___ DATA PROVIDED

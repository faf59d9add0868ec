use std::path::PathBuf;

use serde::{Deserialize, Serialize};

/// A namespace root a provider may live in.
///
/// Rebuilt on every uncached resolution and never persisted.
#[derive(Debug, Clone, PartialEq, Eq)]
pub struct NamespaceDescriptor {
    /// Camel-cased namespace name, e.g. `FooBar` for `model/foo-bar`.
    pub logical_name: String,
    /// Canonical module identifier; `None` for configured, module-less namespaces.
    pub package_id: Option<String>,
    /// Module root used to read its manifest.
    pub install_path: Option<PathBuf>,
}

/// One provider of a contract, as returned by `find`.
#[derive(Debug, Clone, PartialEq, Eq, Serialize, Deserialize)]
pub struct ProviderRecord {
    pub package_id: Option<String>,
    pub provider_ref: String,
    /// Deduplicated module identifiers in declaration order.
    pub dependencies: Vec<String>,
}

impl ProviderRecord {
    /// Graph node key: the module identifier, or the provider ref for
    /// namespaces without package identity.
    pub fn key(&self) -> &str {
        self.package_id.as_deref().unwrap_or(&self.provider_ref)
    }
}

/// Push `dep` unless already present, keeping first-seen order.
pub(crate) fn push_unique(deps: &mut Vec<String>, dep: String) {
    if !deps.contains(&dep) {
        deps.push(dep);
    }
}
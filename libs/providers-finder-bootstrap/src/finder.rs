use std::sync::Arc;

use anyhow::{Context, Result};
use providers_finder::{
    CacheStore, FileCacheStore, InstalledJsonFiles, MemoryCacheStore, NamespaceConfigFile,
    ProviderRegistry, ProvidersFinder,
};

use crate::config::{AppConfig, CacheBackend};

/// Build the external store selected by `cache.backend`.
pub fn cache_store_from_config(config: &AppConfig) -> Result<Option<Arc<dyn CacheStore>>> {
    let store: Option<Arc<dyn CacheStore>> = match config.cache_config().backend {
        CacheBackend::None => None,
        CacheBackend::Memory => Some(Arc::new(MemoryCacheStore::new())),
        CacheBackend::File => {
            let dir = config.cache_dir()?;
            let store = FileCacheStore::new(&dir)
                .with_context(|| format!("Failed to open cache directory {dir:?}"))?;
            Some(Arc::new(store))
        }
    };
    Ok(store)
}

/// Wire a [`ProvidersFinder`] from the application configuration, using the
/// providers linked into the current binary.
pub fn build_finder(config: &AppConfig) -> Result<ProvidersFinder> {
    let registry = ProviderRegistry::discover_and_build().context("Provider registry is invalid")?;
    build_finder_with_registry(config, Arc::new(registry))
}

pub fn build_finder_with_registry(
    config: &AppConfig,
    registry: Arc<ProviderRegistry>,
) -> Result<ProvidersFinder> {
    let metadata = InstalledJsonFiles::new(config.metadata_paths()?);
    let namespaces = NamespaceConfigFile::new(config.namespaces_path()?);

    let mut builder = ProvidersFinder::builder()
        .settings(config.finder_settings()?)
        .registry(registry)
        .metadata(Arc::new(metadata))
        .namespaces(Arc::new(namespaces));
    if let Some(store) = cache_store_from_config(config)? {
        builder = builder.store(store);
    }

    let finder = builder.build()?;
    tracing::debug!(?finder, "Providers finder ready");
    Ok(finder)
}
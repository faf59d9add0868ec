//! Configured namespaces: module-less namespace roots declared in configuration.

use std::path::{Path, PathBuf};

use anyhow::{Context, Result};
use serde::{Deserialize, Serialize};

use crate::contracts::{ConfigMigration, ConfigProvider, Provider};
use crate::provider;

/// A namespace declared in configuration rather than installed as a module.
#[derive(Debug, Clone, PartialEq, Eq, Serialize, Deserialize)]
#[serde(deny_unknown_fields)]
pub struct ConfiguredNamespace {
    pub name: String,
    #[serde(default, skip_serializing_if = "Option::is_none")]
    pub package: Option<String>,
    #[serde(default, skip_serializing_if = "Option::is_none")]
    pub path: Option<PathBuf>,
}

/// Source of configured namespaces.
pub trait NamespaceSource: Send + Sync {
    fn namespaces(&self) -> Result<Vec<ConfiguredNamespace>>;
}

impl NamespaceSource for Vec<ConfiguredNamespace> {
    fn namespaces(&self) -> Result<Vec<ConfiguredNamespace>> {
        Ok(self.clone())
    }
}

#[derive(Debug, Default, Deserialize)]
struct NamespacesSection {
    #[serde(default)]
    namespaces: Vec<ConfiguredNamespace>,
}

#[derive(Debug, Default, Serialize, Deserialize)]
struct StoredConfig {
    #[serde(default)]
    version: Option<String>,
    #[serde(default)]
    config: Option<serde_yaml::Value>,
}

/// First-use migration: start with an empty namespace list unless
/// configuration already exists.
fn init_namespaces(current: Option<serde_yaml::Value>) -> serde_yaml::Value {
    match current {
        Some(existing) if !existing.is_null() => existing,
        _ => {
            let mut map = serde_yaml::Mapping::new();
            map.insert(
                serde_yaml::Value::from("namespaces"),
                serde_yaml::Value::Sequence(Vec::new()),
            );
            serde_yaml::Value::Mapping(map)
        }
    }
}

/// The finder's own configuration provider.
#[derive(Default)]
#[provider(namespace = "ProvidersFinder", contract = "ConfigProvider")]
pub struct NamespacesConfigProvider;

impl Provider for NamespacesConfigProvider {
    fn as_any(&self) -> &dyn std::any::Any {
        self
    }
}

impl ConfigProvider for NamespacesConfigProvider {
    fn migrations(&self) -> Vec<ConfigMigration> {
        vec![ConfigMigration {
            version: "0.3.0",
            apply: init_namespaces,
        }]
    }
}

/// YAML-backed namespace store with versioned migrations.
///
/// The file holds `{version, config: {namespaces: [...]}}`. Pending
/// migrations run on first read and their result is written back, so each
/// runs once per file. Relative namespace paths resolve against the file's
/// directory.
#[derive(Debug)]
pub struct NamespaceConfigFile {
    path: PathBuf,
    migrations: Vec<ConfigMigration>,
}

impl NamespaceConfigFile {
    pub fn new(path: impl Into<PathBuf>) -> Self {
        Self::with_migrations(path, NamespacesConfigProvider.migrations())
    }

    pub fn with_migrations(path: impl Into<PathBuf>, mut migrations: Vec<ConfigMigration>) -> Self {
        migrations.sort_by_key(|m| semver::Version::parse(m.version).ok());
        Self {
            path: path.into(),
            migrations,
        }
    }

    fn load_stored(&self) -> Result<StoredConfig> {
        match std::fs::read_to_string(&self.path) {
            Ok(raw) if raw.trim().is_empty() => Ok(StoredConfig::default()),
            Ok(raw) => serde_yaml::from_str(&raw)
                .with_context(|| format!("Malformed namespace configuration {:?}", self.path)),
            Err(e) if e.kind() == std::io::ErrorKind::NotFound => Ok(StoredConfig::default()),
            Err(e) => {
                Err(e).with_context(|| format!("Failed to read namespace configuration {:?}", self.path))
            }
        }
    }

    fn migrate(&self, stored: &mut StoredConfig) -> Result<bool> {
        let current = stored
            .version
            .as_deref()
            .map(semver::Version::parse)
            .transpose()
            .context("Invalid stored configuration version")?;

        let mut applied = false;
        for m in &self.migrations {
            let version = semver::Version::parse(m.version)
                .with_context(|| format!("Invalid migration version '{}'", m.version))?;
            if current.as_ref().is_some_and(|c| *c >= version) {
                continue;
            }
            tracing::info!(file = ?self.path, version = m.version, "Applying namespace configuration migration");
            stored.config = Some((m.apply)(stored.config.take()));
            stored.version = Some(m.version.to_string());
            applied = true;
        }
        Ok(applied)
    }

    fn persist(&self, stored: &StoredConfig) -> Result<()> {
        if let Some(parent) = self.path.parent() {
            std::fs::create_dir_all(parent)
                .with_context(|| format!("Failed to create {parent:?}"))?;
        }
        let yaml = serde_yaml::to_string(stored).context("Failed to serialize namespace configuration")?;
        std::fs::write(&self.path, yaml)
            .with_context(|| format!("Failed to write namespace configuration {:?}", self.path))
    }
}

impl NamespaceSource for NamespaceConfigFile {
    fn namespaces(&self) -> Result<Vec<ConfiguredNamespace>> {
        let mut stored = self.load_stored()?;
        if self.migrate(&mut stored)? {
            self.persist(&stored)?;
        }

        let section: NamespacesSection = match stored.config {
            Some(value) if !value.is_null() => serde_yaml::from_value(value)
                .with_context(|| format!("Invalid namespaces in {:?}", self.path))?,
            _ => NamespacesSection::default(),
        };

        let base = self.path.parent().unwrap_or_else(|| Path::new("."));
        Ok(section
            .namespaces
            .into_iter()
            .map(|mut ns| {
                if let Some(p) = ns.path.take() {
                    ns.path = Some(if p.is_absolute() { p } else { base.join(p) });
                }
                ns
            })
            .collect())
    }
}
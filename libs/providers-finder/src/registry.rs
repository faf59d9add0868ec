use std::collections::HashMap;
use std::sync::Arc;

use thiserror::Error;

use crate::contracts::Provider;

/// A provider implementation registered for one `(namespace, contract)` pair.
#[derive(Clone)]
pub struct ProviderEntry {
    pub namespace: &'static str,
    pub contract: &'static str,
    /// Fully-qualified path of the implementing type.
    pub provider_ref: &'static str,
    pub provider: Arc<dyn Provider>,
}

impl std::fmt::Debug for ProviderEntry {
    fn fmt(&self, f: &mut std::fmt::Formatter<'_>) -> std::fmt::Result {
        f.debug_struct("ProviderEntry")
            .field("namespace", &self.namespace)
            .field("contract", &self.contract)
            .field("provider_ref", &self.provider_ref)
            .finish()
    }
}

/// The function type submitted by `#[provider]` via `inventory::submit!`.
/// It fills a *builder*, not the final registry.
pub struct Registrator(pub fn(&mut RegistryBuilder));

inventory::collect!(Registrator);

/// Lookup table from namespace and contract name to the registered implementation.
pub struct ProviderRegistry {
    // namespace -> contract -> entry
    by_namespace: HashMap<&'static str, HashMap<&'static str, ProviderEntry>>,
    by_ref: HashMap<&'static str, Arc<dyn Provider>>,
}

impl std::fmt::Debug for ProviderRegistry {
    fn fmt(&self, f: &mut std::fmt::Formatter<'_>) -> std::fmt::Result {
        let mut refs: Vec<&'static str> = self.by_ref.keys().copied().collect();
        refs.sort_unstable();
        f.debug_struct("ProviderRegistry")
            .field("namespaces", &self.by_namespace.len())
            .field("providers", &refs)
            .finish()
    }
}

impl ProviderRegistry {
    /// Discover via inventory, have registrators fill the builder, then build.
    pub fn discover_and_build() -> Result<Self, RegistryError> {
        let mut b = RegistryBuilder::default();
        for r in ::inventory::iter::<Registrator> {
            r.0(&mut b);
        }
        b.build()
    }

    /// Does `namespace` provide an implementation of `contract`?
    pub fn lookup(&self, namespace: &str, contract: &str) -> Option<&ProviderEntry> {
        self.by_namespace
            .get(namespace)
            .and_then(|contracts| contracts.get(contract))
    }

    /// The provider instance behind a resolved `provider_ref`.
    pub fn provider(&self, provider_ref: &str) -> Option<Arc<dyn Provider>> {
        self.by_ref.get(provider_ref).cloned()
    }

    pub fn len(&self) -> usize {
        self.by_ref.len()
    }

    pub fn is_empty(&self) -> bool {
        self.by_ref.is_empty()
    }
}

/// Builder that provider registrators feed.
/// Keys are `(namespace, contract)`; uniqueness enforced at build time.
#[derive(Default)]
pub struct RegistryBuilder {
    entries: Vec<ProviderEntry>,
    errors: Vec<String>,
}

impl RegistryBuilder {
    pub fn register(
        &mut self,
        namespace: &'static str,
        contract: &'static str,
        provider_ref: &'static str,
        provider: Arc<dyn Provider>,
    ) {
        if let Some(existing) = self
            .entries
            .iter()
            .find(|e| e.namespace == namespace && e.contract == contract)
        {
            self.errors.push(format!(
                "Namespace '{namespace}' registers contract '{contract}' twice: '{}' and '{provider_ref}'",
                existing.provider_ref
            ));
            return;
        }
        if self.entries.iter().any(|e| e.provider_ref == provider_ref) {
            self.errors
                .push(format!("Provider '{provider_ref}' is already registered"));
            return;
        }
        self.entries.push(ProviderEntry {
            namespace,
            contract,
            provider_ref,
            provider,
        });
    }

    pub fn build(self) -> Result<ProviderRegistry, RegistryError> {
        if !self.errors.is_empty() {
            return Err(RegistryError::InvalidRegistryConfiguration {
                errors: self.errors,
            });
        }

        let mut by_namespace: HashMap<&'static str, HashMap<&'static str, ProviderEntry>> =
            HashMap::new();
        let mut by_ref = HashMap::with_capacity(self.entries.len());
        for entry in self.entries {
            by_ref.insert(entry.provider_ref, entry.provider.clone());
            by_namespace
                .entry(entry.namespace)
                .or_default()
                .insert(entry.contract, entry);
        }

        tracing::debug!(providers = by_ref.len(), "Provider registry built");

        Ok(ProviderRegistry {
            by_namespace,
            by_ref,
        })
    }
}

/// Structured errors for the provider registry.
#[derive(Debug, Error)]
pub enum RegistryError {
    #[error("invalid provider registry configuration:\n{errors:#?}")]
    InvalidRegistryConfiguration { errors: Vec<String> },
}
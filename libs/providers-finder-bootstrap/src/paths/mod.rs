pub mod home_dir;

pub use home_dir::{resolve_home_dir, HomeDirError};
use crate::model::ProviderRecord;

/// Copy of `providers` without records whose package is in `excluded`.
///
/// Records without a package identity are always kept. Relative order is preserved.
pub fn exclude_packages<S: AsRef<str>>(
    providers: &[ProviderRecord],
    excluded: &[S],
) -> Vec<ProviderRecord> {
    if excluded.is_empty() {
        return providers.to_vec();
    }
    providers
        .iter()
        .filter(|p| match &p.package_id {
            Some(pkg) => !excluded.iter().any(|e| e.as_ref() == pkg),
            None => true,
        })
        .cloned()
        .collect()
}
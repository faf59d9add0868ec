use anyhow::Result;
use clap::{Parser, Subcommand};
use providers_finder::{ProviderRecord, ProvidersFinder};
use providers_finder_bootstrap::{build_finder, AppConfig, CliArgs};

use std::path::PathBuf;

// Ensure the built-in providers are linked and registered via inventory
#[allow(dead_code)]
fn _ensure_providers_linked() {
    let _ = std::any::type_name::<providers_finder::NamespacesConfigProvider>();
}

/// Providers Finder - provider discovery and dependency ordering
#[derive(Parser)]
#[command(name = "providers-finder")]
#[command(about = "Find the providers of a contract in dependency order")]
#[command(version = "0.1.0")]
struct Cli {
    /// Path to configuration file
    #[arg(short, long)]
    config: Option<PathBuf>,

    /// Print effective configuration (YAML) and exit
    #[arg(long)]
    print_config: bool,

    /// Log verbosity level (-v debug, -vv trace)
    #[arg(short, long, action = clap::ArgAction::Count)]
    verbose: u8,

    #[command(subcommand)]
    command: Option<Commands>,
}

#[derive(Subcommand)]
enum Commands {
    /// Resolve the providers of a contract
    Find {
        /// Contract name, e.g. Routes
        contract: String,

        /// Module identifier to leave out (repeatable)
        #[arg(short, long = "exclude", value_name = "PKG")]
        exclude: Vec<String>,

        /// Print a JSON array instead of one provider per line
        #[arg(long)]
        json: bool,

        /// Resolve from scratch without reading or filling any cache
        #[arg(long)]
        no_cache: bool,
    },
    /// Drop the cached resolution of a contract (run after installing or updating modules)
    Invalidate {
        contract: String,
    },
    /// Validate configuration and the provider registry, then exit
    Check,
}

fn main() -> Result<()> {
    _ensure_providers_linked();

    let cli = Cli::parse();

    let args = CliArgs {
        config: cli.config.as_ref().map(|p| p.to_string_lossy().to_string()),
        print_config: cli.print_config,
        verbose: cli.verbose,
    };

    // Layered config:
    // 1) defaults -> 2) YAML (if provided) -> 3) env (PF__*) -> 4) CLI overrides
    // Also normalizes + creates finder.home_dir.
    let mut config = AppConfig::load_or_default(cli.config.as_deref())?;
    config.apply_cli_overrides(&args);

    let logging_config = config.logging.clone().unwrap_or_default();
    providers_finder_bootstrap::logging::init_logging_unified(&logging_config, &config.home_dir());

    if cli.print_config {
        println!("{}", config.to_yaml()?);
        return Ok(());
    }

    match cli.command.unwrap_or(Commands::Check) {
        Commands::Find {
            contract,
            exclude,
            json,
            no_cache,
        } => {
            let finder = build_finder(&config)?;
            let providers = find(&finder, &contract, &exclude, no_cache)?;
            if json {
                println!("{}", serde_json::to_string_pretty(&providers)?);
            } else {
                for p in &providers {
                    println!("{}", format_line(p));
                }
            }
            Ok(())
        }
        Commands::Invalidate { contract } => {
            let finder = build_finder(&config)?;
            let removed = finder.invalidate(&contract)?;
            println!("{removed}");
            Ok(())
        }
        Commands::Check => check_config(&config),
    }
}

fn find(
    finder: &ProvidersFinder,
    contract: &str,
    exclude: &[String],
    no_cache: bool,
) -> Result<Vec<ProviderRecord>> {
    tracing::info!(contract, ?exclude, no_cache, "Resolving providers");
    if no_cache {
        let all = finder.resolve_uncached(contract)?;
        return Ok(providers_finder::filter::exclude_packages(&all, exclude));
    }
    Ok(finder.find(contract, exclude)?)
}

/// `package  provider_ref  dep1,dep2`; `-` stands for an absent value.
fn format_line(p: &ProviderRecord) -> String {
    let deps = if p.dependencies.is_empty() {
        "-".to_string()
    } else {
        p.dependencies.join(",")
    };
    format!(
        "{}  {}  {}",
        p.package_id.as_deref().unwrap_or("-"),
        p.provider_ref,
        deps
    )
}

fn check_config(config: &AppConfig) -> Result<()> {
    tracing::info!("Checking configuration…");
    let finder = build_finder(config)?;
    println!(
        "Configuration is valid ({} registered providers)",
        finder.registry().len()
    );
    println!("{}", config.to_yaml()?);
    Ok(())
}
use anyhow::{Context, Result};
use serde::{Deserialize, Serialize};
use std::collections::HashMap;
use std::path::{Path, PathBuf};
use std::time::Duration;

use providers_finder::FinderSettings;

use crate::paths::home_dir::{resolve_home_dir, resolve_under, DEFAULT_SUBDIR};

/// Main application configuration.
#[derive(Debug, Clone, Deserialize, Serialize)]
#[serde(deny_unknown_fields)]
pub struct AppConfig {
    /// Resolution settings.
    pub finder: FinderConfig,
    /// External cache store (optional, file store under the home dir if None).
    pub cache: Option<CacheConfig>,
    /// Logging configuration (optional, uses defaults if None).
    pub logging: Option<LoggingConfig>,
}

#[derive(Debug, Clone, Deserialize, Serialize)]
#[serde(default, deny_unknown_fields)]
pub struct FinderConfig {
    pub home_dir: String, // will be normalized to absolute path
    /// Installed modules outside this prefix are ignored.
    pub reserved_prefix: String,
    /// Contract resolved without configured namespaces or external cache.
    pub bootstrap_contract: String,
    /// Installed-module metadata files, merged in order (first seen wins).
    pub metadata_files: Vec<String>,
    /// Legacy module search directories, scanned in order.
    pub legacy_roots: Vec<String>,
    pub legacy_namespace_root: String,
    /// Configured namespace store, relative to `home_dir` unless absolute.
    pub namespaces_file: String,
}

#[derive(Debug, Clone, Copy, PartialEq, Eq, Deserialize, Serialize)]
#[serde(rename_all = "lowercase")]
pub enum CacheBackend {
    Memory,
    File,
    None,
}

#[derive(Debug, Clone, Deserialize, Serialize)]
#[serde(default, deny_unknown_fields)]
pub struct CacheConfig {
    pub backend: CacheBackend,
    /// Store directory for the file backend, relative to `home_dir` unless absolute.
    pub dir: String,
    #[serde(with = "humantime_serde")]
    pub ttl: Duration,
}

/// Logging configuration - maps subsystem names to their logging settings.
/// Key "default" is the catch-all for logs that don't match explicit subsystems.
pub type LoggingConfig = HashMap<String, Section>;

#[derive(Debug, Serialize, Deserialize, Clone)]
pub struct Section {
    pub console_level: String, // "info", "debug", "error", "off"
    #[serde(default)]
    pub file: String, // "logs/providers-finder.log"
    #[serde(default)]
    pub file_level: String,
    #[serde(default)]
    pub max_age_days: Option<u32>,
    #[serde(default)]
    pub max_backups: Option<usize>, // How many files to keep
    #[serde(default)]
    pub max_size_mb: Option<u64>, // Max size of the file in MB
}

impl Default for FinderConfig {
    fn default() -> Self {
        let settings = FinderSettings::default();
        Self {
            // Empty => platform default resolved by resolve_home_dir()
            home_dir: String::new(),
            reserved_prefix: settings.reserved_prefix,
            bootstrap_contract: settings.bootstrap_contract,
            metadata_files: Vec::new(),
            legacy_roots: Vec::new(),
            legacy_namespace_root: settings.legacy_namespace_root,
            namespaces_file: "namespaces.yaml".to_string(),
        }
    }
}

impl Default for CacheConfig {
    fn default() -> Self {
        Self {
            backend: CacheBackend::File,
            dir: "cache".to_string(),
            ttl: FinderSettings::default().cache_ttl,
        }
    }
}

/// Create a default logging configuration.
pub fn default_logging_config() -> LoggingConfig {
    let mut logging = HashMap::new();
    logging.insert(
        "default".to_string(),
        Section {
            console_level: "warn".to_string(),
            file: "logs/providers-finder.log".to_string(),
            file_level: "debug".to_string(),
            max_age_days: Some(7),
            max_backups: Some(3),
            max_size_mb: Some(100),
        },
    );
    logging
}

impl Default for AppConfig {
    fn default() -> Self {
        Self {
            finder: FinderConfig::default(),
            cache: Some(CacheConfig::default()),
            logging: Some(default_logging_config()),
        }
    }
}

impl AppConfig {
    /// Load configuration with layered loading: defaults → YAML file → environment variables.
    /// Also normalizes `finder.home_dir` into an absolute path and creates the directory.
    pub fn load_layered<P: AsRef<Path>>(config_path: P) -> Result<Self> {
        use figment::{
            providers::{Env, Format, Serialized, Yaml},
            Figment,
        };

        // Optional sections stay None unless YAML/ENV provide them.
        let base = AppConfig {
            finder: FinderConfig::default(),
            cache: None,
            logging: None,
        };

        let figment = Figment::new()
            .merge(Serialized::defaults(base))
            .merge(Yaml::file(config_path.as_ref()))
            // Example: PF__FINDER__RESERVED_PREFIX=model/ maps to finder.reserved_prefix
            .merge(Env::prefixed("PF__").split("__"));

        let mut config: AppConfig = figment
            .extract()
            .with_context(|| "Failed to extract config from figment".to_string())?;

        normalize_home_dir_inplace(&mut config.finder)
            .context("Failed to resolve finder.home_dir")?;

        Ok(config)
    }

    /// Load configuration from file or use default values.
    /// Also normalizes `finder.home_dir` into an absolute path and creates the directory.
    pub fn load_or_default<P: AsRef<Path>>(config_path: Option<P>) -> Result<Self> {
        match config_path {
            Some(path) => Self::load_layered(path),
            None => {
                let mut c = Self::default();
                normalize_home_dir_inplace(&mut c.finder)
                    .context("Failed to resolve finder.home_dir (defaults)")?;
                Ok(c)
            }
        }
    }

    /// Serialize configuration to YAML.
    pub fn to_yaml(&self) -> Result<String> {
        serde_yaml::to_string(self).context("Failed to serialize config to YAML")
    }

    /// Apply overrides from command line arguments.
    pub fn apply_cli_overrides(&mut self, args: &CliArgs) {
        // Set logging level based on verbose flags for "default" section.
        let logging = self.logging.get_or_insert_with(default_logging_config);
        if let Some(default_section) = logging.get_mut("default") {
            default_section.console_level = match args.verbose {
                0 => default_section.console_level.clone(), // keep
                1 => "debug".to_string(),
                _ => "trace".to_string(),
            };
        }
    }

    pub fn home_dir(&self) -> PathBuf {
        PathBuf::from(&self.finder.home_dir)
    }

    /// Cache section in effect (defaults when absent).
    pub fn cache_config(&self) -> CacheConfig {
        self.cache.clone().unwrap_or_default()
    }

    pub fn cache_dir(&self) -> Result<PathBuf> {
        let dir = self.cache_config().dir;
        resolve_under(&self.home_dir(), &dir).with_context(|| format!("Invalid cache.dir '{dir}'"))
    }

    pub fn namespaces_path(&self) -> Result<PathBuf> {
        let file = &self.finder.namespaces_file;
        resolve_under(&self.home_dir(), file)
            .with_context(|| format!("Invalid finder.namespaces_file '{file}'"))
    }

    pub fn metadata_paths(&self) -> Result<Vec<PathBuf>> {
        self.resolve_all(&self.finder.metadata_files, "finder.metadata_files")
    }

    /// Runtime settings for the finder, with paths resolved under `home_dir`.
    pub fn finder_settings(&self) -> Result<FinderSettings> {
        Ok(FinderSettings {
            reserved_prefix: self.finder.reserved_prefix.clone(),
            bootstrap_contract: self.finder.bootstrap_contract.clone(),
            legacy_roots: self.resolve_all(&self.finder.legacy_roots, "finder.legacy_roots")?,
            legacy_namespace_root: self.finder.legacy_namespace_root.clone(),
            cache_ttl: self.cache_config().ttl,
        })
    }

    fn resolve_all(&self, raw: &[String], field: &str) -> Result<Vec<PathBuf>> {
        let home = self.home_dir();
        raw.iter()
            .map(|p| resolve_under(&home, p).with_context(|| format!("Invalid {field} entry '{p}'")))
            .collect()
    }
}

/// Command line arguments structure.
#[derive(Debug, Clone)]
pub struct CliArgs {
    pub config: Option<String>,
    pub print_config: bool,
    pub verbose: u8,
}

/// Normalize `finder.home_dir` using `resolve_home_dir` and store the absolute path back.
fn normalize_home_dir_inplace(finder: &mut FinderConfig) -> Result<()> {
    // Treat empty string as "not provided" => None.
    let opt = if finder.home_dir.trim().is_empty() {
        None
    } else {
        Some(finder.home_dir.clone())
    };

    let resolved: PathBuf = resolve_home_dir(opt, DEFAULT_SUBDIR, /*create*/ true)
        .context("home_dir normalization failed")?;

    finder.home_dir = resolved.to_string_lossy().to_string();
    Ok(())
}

______

**TASK REQUIREMENTS**
Within the listing above, the range opens at the line with "impl std::fmt::Debug for ProviderEntry" and closes at the line with "pub fn len(&self)". Reproduce exactly the lines of that range, including both ends.

**RESULT**
impl std::fmt::Debug for ProviderEntry {
    fn fmt(&self, f: &mut std::fmt::Formatter<'_>) -> std::fmt::Result {
        f.debug_struct("ProviderEntry")
            .field("namespace", &self.namespace)
            .field("contract", &self.contract)
            .field("provider_ref", &self.provider_ref)
            .finish()
    }
}

/// The function type submitted by `#[provider]` via `inventory::submit!`.
/// It fills a *builder*, not the final registry.
pub struct Registrator(pub fn(&mut RegistryBuilder));

inventory::collect!(Registrator);

/// Lookup table from namespace and contract name to the registered implementation.
pub struct ProviderRegistry {
    // namespace -> contract -> entry
    by_namespace: HashMap<&'static str, HashMap<&'static str, ProviderEntry>>,
    by_ref: HashMap<&'static str, Arc<dyn Provider>>,
}

impl std::fmt::Debug for ProviderRegistry {
    fn fmt(&self, f: &mut std::fmt::Formatter<'_>) -> std::fmt::Result {
        let mut refs: Vec<&'static str> = self.by_ref.keys().copied().collect();
        refs.sort_unstable();
        f.debug_struct("ProviderRegistry")
            .field("namespaces", &self.by_namespace.len())
            .field("providers", &refs)
            .finish()
    }
}

impl ProviderRegistry {
    /// Discover via inventory, have registrators fill the builder, then build.
    pub fn discover_and_build() -> Result<Self, RegistryError> {
        let mut b = RegistryBuilder::default();
        for r in ::inventory::iter::<Registrator> {
            r.0(&mut b);
        }
        b.build()
    }

    /// Does `namespace` provide an implementation of `contract`?
    pub fn lookup(&self, namespace: &str, contract: &str) -> Option<&ProviderEntry> {
        self.by_namespace
            .get(namespace)
            .and_then(|contracts| contracts.get(contract))
    }

    /// The provider instance behind a resolved `provider_ref`.
    pub fn provider(&self, provider_ref: &str) -> Option<Arc<dyn Provider>> {
        self.by_ref.get(provider_ref).cloned()
    }

    pub fn len(&self) -> usize {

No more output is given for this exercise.